> **TASK TO COMPLETE**
Listed below are entries; give the number of lines among them that include "debug", and only that number.

--- DATA TO PROCESS ---

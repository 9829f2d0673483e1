//! Workload (Deployment) manipulation: locate the fork target, clone it
//! under the session's derived version, delete the clone on revert.

use std::sync::Arc;

use async_trait::async_trait;
use tracing::{debug, info, warn};

use crate::model::{LocatedResource, Ref, ResourceStatus, StatusAction, Strategy};
use crate::reference;
use crate::resources::{ClusterObject, ResourceKind};
use crate::session::SessionContext;
use crate::template::TemplateEngine;

use super::{AggregateError, ManipulateError, Manipulator};

/// Clones located workloads through the template engine.
pub struct DeploymentManipulator {
    engine: Arc<dyn TemplateEngine>,
}

impl DeploymentManipulator {
    /// A workload manipulator rendering forks with `engine`.
    #[must_use]
    pub fn new(engine: Arc<dyn TemplateEngine>) -> Self {
        Self { engine }
    }
}

#[async_trait]
impl Manipulator for DeploymentManipulator {
    fn kind(&self) -> ResourceKind {
        ResourceKind::Deployment
    }

    fn resolves_ref(&self) -> bool {
        true
    }

    async fn locate(&self, ctx: &SessionContext, target: &mut Ref) -> bool {
        if !target.kind_name.supports_kind(ResourceKind::Deployment) {
            return false;
        }
        match ctx
            .client
            .get(ResourceKind::Deployment, &ctx.namespace, &target.kind_name.name)
            .await
        {
            Ok(object) => {
                let labels = object
                    .as_deployment()
                    .and_then(|d| d.spec.as_ref())
                    .and_then(|spec| spec.template.metadata.as_ref())
                    .and_then(|meta| meta.labels.clone())
                    .unwrap_or_default();
                debug!(session = %ctx.name, name = %object.name(), "located deployment");
                target.add_target(LocatedResource::new(
                    ResourceKind::Deployment,
                    object.name(),
                    labels,
                ));
                true
            }
            // Not a deployment; another kind may still claim the ref.
            Err(err) if err.is_not_found() => false,
            Err(err) => {
                warn!(session = %ctx.name, name = %target.kind_name.name, error = %err,
                    "could not get deployment");
                false
            }
        }
    }

    async fn mutate(&self, ctx: &SessionContext, target: &mut Ref) -> Result<(), AggregateError> {
        target.clear_failures(ResourceKind::Deployment);
        let Some(workload) = target.workload_target().cloned() else {
            return Ok(());
        };
        if target.strategy == Strategy::Existing {
            return Ok(());
        }

        let object = match ctx
            .client
            .get(ResourceKind::Deployment, &ctx.namespace, &workload.name)
            .await
        {
            Ok(object) => object,
            // Vanished since locate; the next reconcile re-locates.
            Err(err) if err.is_not_found() => return Ok(()),
            Err(err) => {
                return Err(ManipulateError::Resource {
                    verb: "get",
                    kind: ResourceKind::Deployment,
                    name: workload.name.clone(),
                    source: err,
                }
                .into())
            }
        };
        let Some(original) = object.into_deployment() else {
            return Ok(());
        };

        let new_version = target.new_version(&ctx.name);
        let derived_name = format!("{}-{}", workload.name, ctx.name);

        let mut clone = match self.render_clone(target, &original, &new_version) {
            Ok(clone) => clone,
            Err(err) => {
                // No partial object exists; record the failed create so the
                // ledger shows why the fork is missing.
                target.add_status(ResourceStatus::failure(
                    ResourceKind::Deployment,
                    &derived_name,
                    StatusAction::Created,
                    err.to_string(),
                ));
                return Err(err.into());
            }
        };
        clone.metadata.namespace = Some(ctx.namespace.clone());
        reference::add(&mut clone.metadata, &ctx.namespace, &ctx.name);
        let clone_name = clone
            .metadata
            .name
            .clone()
            .unwrap_or_else(|| derived_name.clone());

        if ctx
            .client
            .get(ResourceKind::Deployment, &ctx.namespace, &clone_name)
            .await
            .is_ok()
        {
            target.add_status(ResourceStatus::success(
                ResourceKind::Deployment,
                &clone_name,
                StatusAction::Created,
            ));
            return Ok(());
        }

        match ctx.client.create(&ClusterObject::from(clone)).await {
            Ok(()) => {
                info!(session = %ctx.name, name = %clone_name, "cloned deployment");
                target.add_status(ResourceStatus::success(
                    ResourceKind::Deployment,
                    &clone_name,
                    StatusAction::Created,
                ));
                Ok(())
            }
            Err(err) if err.is_already_exists() => {
                target.add_status(ResourceStatus::success(
                    ResourceKind::Deployment,
                    &clone_name,
                    StatusAction::Created,
                ));
                Ok(())
            }
            Err(err) => {
                warn!(session = %ctx.name, name = %clone_name, error = %err,
                    "failed to create cloned deployment");
                target.add_status(ResourceStatus::failure(
                    ResourceKind::Deployment,
                    &clone_name,
                    StatusAction::Created,
                    err.to_string(),
                ));
                Err(ManipulateError::Resource {
                    verb: "create",
                    kind: ResourceKind::Deployment,
                    name: clone_name,
                    source: err,
                }
                .into())
            }
        }
    }

    async fn revert(&self, ctx: &SessionContext, target: &mut Ref) -> Result<(), AggregateError> {
        let mut failures = AggregateError::default();
        for status in target.statuses_of_kind(ResourceKind::Deployment) {
            let object = match ctx
                .client
                .get(ResourceKind::Deployment, &ctx.namespace, &status.name)
                .await
            {
                Ok(object) => object,
                Err(err) if err.is_not_found() => {
                    // Already gone, nothing to clean.
                    target.remove_status(ResourceKind::Deployment, &status.name);
                    continue;
                }
                Err(err) => {
                    target.add_status(ResourceStatus::failure(
                        ResourceKind::Deployment,
                        &status.name,
                        status.action,
                        err.to_string(),
                    ));
                    failures.push(ManipulateError::Resource {
                        verb: "get",
                        kind: ResourceKind::Deployment,
                        name: status.name.clone(),
                        source: err,
                    });
                    continue;
                }
            };

            // Detach the back-reference before the delete so concurrent
            // observers see the object released first.
            let mut object = object;
            reference::remove(object.metadata_mut());
            if let Err(err) = ctx.client.update(&object).await {
                if !err.is_not_found() {
                    target.add_status(ResourceStatus::failure(
                        ResourceKind::Deployment,
                        &status.name,
                        status.action,
                        err.to_string(),
                    ));
                    failures.push(ManipulateError::Resource {
                        verb: "update",
                        kind: ResourceKind::Deployment,
                        name: status.name.clone(),
                        source: err,
                    });
                    continue;
                }
            }

            match ctx
                .client
                .delete(ResourceKind::Deployment, &ctx.namespace, &status.name)
                .await
            {
                Ok(()) => {
                    info!(session = %ctx.name, name = %status.name, "deleted cloned deployment");
                    target.remove_status(ResourceKind::Deployment, &status.name);
                }
                Err(err) if err.is_not_found() => {
                    target.remove_status(ResourceKind::Deployment, &status.name);
                }
                Err(err) => {
                    warn!(session = %ctx.name, name = %status.name, error = %err,
                        "failed to delete cloned deployment");
                    target.add_status(ResourceStatus::failure(
                        ResourceKind::Deployment,
                        &status.name,
                        status.action,
                        err.to_string(),
                    ));
                    failures.push(ManipulateError::Resource {
                        verb: "delete",
                        kind: ResourceKind::Deployment,
                        name: status.name.clone(),
                        source: err,
                    });
                }
            }
        }
        failures.into_result()
    }
}

impl DeploymentManipulator {
    fn render_clone(
        &self,
        target: &Ref,
        original: &k8s_openapi::api::apps::v1::Deployment,
        new_version: &str,
    ) -> Result<k8s_openapi::api::apps::v1::Deployment, ManipulateError> {
        let name = original.metadata.name.clone().unwrap_or_default();
        let wrap = |source| ManipulateError::Template {
            name: name.clone(),
            source,
        };

        let bytes = serde_json::to_vec(original).map_err(|err| wrap(err.into()))?;
        let rendered = self
            .engine
            .run(target.strategy, &bytes, new_version, &target.args)
            .map_err(wrap)?;
        serde_json::from_slice(&rendered).map_err(|err| wrap(err.into()))
    }
}

#[cfg(test)]
mod tests {
    use std::collections::BTreeMap;
    use std::sync::Arc;

    use crate::client::{ClusterClient, MemoryClient};
    use crate::manipulate::fixtures::{context, locate_workload_ref, workload, NS};
    use crate::model::{KindName, Strategy};
    use crate::template::JsonEngine;

    use super::*;

    fn manipulator() -> DeploymentManipulator {
        DeploymentManipulator::new(Arc::new(JsonEngine))
    }

    #[tokio::test]
    async fn locate_misses_an_absent_workload() {
        let client = Arc::new(MemoryClient::new());
        let ctx = context(client, "demo");
        let mut target = Ref::new(KindName::named("nope"), Strategy::Clone, BTreeMap::new());
        assert!(!manipulator().locate(&ctx, &mut target).await);
        assert!(target.targets().is_empty());
    }

    #[tokio::test]
    async fn locate_captures_pod_template_labels() {
        let client = Arc::new(MemoryClient::new());
        client.seed(workload("ratings", "v1")).await;
        let ctx = context(client, "demo");
        let mut target = Ref::new(KindName::named("ratings"), Strategy::Clone, BTreeMap::new());

        assert!(manipulator().locate(&ctx, &mut target).await);
        assert_eq!(target.version(), Some("v1"));
        assert_eq!(target.hostnames(NS).len(), 1);
    }

    #[tokio::test]
    async fn mutate_clones_under_the_session_name() {
        let client = Arc::new(MemoryClient::new());
        client.seed(workload("ratings", "v1")).await;
        let ctx = context(Arc::clone(&client), "demo");
        let mut target = locate_workload_ref(&manipulator(), &ctx, "ratings").await;

        manipulator().mutate(&ctx, &mut target).await.unwrap();

        let clone = client
            .get(ResourceKind::Deployment, NS, "ratings-demo")
            .await
            .unwrap();
        let clone = clone.as_deployment().cloned().unwrap();
        let labels = clone
            .spec
            .unwrap()
            .template
            .metadata
            .unwrap()
            .labels
            .unwrap();
        assert_eq!(labels.get("version").map(String::as_str), Some("v1-demo"));
        assert_eq!(
            reference::get(&clone.metadata),
            Some((NS.to_string(), "demo".to_string()))
        );

        assert_eq!(target.statuses().len(), 1);
        let status = &target.statuses()[0];
        assert_eq!(status.name, "ratings-demo");
        assert_eq!(status.action, StatusAction::Created);
        assert!(status.success);
    }

    #[tokio::test]
    async fn mutate_twice_is_idempotent() {
        let client = Arc::new(MemoryClient::new());
        client.seed(workload("ratings", "v1")).await;
        let ctx = context(Arc::clone(&client), "demo");
        let mut target = locate_workload_ref(&manipulator(), &ctx, "ratings").await;

        manipulator().mutate(&ctx, &mut target).await.unwrap();
        let first = client.snapshot().await.len();
        manipulator().mutate(&ctx, &mut target).await.unwrap();

        assert_eq!(client.snapshot().await.len(), first);
        assert_eq!(target.statuses().len(), 1);
    }

    #[tokio::test]
    async fn existing_strategy_creates_nothing() {
        let client = Arc::new(MemoryClient::new());
        client.seed(workload("ratings-v2", "v2")).await;
        let ctx = context(Arc::clone(&client), "demo");
        let mut target = Ref::new(
            KindName::named("ratings-v2"),
            Strategy::Existing,
            BTreeMap::new(),
        );
        assert!(manipulator().locate(&ctx, &mut target).await);

        manipulator().mutate(&ctx, &mut target).await.unwrap();

        assert!(target.statuses().is_empty());
        assert_eq!(client.snapshot().await.len(), 1);
    }

    #[tokio::test]
    async fn revert_deletes_the_clone_and_clears_the_ledger() {
        let client = Arc::new(MemoryClient::new());
        client.seed(workload("ratings", "v1")).await;
        let ctx = context(Arc::clone(&client), "demo");
        let mut target = locate_workload_ref(&manipulator(), &ctx, "ratings").await;
        manipulator().mutate(&ctx, &mut target).await.unwrap();

        manipulator().revert(&ctx, &mut target).await.unwrap();

        assert!(target.cleared());
        let err = client
            .get(ResourceKind::Deployment, NS, "ratings-demo")
            .await
            .unwrap_err();
        assert!(err.is_not_found());
    }

    #[tokio::test]
    async fn revert_of_a_vanished_clone_still_clears_the_ledger() {
        let client = Arc::new(MemoryClient::new());
        let ctx = context(client, "demo");
        let mut target = Ref::with_statuses(
            KindName::named("ratings"),
            Strategy::Clone,
            BTreeMap::new(),
            vec![ResourceStatus::success(
                ResourceKind::Deployment,
                "ratings-demo",
                StatusAction::Created,
            )],
        );

        manipulator().revert(&ctx, &mut target).await.unwrap();
        assert!(target.cleared());
    }
}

---

> **SOLUTION TO THE EXERCISE**
2